There's a bug/feature in Visual Studio 2010 where you can't create a unit test project with the 2.0 CLR.

https://connect.microsoft.com/VisualStudio/feedback/ViewFeedback.aspx?FeedbackID=483891&wa=wsignin1.0

This causes all sorts of problems when the project being tested is targetting the 2.0 CLR (ASP.NET MVC 2 on top of .Net 3.5 SP1 in this case) - crashes on debug, tests failing unexpectedly, in one case the test project doesn't even build because of the dependency on System.Web 2.0.0.0 which isn't available in projects targetting 4.0.

It's not possible to change the test project to target the 3.5 framework.

Does anyone know of a workaround?

Workarounds I'm aware of, but want to avoid, include:-

1) Upgrading the whole solution to target .NET 4
I want to host on Azure and it isn't clear at this point if/when support for .NET 4.0 will be added.

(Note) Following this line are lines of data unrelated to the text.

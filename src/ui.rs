use imgui::{Condition, Key};

use crate::{
    car_context::CarContext,
    color::{Color, ColorParseError},
    configurator::{ConfiguratorState, LoadingState},
};

const PICKER_WINDOW_WIDTH: f32 = 260.0;
const PICKER_POSITION: [f32; 2] = [20.0, 20.0];

/// Overlay state that has to outlive a single frame.
#[derive(Default)]
pub struct Overlay {
    hex_input: HexInput,
}

impl Overlay {
    pub fn draw(&mut self, state: &mut ConfiguratorState, ui: &imgui::Ui) {
        handle_shortcuts(&mut state.context, ui);

        match state.loading_state() {
            LoadingState::Ready => {}
            loading => draw_loading_overlay(&loading, ui),
        }

        draw_color_picker(&mut state.context, &mut self.hex_input, ui);
        state.materials.draw_ui(ui);
    }
}

/// Text buffer behind the hex field. Follows the selected colour until the user edits it.
#[derive(Default)]
struct HexInput {
    text: String,
    synced_revision: Option<u64>,
    error: Option<ColorParseError>,
}

impl HexInput {
    fn sync(&mut self, context: &CarContext) {
        if self.synced_revision != Some(context.revision()) {
            self.text = context.selected_color().to_hex();
            self.synced_revision = Some(context.revision());
            self.error = None;
        }
    }

    fn submit(&mut self, context: &mut CarContext) {
        match context.set_color_hex(self.text.trim()) {
            Ok(()) => {
                // Resync so "#F00" reads back as "#ff0000"
                self.synced_revision = None;
                self.error = None;
            }
            Err(error) => {
                log::warn!("Ignoring paint colour: {}", error);
                self.error = Some(error);
            }
        }
    }
}

fn handle_shortcuts(context: &mut CarContext, ui: &imgui::Ui) {
    if ui.io().want_text_input {
        return;
    }

    if ui.is_key_pressed_no_repeat(Key::P) {
        context.set_picker_visible(!context.picker_visible());
    }
}

fn draw_loading_overlay(loading: &LoadingState, ui: &imgui::Ui) {
    let [width, height] = ui.io().display_size;

    ui.window("Loading")
        .position([width * 0.5, height * 0.5], Condition::Always)
        .position_pivot([0.5, 0.5])
        .always_auto_resize(true)
        .no_decoration()
        .movable(false)
        .build(|| match loading {
            LoadingState::Loading { path, elapsed } => {
                ui.text(format!("Loading {}...", path.display()));
                ui.text_disabled(format!("{:.1}s", elapsed.as_secs_f32()));
            }
            LoadingState::Failed(error) => {
                ui.text_colored([1.0, 0.4, 0.4, 1.0], "Failed to load the car");
                ui.text_wrapped(error);
            }
            LoadingState::Ready => {}
        });
}

fn draw_color_picker(context: &mut CarContext, hex_input: &mut HexInput, ui: &imgui::Ui) {
    if !context.picker_visible() {
        return;
    }

    let mut visible = true;

    ui.window("Paint")
        .position(PICKER_POSITION, Condition::FirstUseEver)
        .size([PICKER_WINDOW_WIDTH, 0.0], Condition::FirstUseEver)
        .always_auto_resize(true)
        .opened(&mut visible)
        .build(|| {
            let mut value: [f32; 3] = context.selected_color().into();
            if ui.color_picker3("##paint", &mut value) {
                context.set_color(Color::from(value));
            }

            hex_input.sync(context);
            if ui
                .input_text("Colour", &mut hex_input.text)
                .enter_returns_true(true)
                .build()
            {
                hex_input.submit(context);
            }

            if let Some(error) = &hex_input.error {
                ui.text_colored([1.0, 0.4, 0.4, 1.0], error.to_string());
            }

            ui.text_disabled("Press P to toggle");

            if ui.button("Hide picker") {
                context.set_picker_visible(false);
            }
        });

    if !visible {
        context.set_picker_visible(false);
    }
}

#[cfg(test)]
mod tests {
    use super::*;

    #[test]
    fn hex_field_follows_the_selected_colour() {
        let mut context = CarContext::new();
        let mut input = HexInput::default();

        input.sync(&context);
        assert_eq!(input.text, "#ff0000");

        context.set_color(Color::rgb(0.0, 0.0, 1.0));
        input.sync(&context);
        assert_eq!(input.text, "#0000ff");
    }

    #[test]
    fn submitted_hex_sets_the_paint() {
        let mut context = CarContext::new();
        let mut input = HexInput::default();
        input.sync(&context);

        input.text = " #0F0 ".to_string();
        input.submit(&mut context);
        input.sync(&context);

        assert_eq!(context.selected_color().to_hex(), "#00ff00");
        assert_eq!(context.revision(), 1);
        assert_eq!(input.text, "#00ff00");
        assert!(input.error.is_none());
    }

    #[test]
    fn malformed_hex_keeps_the_paint_and_the_typed_text() {
        let mut context = CarContext::new();
        let mut input = HexInput::default();
        input.sync(&context);

        input.text = "#12345".to_string();
        input.submit(&mut context);
        input.sync(&context);

        assert_eq!(context.selected_color().to_hex(), "#ff0000");
        assert_eq!(context.revision(), 0);
        assert_eq!(input.text, "#12345");
        assert!(matches!(
            input.error,
            Some(ColorParseError::InvalidLength(_))
        ));
    }

    #[test]
    fn picker_sits_in_the_top_left_corner() {
        assert_eq!(PICKER_POSITION, [20.0, 20.0]);
    }
}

See http://stackoverflow.com/questions/1679426/net-4-0-on-windows-azure

2) Rolling the whole project back to Visual Studio 2008
This is a last resort as there are a number of features in 2010 that I really want to use

3) Building the unit tests in 2008 and managing the references manually
This will work, but it'll be a tremendous pain.

Any ideas?

+1  A: 

You haven't suggested changing to a different test framework. Personally, I use NUnit and have for years. It's far more sophisticated that the stuff in 2008. I haven't had time to see what's changed in 2010 but I can't see MS catching up that quickly.

serialhobbyist
I'm currently avoiding NUnit as I value mstest's VS integration much more than NUnit's additional features (and I don't have R# in my current environment). Also, I already have mstest test projects; I'd need to port them.
Iain Galloway
A: 

Ok. No answers here.

What I've done is I've just upgraded everything to .NET 4.0 and I'm hoping that Azure support for it happens before I finish. Otherwise I can roll my non-test projects back to 3.5 (somewhat defeating the purpose of the unit tests but nvm), or use e.g. EC2 for hosting instead.